> [What the task asks]: Go through the listing beneath this task and return every line that carries the string "segments".

* * * * * * * * *

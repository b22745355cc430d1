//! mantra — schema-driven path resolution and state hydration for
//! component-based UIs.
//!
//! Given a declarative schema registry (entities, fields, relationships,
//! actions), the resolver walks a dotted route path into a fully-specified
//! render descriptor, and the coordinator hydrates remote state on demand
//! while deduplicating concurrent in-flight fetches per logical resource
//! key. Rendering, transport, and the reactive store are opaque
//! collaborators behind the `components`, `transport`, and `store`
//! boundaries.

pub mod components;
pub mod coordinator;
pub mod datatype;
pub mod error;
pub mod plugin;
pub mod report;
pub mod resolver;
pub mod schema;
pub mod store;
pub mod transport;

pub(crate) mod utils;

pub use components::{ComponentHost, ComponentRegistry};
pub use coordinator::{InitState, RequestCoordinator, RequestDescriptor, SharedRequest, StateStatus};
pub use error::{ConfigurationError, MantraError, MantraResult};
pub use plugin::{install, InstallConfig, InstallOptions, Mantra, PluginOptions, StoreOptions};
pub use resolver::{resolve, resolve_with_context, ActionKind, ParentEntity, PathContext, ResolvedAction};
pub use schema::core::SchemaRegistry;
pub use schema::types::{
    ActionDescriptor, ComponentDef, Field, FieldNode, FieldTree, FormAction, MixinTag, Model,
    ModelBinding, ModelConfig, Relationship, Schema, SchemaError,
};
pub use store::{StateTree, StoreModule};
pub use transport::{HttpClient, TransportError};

* * * * * * * * *

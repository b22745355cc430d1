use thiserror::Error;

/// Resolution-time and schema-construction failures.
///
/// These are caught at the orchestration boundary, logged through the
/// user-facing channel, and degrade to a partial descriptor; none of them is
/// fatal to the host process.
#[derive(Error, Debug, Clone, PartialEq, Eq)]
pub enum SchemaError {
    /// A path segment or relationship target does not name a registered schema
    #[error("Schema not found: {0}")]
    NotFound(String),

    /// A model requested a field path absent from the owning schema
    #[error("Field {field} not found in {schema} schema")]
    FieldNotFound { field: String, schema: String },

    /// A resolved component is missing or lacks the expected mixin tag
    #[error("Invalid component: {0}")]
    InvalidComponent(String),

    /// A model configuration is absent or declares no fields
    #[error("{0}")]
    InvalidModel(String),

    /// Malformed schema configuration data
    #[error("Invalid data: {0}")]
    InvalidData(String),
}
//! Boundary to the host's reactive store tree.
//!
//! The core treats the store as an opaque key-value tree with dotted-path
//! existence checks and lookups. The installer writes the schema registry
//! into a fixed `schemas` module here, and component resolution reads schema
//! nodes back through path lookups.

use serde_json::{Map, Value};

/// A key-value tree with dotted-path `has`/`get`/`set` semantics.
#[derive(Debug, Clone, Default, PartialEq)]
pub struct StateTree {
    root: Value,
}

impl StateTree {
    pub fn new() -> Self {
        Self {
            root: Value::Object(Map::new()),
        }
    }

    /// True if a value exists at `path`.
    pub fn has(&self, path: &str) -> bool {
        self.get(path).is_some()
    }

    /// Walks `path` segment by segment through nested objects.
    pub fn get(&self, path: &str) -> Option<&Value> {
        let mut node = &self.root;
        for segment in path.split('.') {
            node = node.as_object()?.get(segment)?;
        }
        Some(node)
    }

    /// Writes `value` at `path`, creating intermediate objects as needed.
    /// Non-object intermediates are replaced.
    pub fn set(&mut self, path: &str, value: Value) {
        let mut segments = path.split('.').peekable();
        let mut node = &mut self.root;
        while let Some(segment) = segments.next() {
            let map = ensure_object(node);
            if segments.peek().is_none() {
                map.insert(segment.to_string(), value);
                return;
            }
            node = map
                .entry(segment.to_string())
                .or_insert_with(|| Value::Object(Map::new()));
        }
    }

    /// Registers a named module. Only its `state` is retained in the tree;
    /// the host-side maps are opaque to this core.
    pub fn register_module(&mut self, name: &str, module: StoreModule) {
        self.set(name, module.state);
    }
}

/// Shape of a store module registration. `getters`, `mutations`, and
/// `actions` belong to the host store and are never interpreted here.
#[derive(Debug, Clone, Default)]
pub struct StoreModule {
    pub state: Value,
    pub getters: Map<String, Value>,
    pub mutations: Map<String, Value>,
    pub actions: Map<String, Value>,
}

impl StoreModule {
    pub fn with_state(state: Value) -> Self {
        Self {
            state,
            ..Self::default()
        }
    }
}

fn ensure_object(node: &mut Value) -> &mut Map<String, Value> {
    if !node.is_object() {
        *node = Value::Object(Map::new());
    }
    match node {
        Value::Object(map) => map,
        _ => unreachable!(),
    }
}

* * * * * * * * *

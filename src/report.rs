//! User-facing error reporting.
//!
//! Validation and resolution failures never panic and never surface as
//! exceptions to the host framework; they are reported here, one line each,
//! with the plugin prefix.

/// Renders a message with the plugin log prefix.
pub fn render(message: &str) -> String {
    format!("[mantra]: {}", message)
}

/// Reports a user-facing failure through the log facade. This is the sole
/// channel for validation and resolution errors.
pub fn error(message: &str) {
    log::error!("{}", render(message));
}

* * * * * * * * *

> [Task solution]:
        let mut segments = path.split('.').peekable();
        while let Some(segment) = segments.next() {
            if segments.peek().is_none() {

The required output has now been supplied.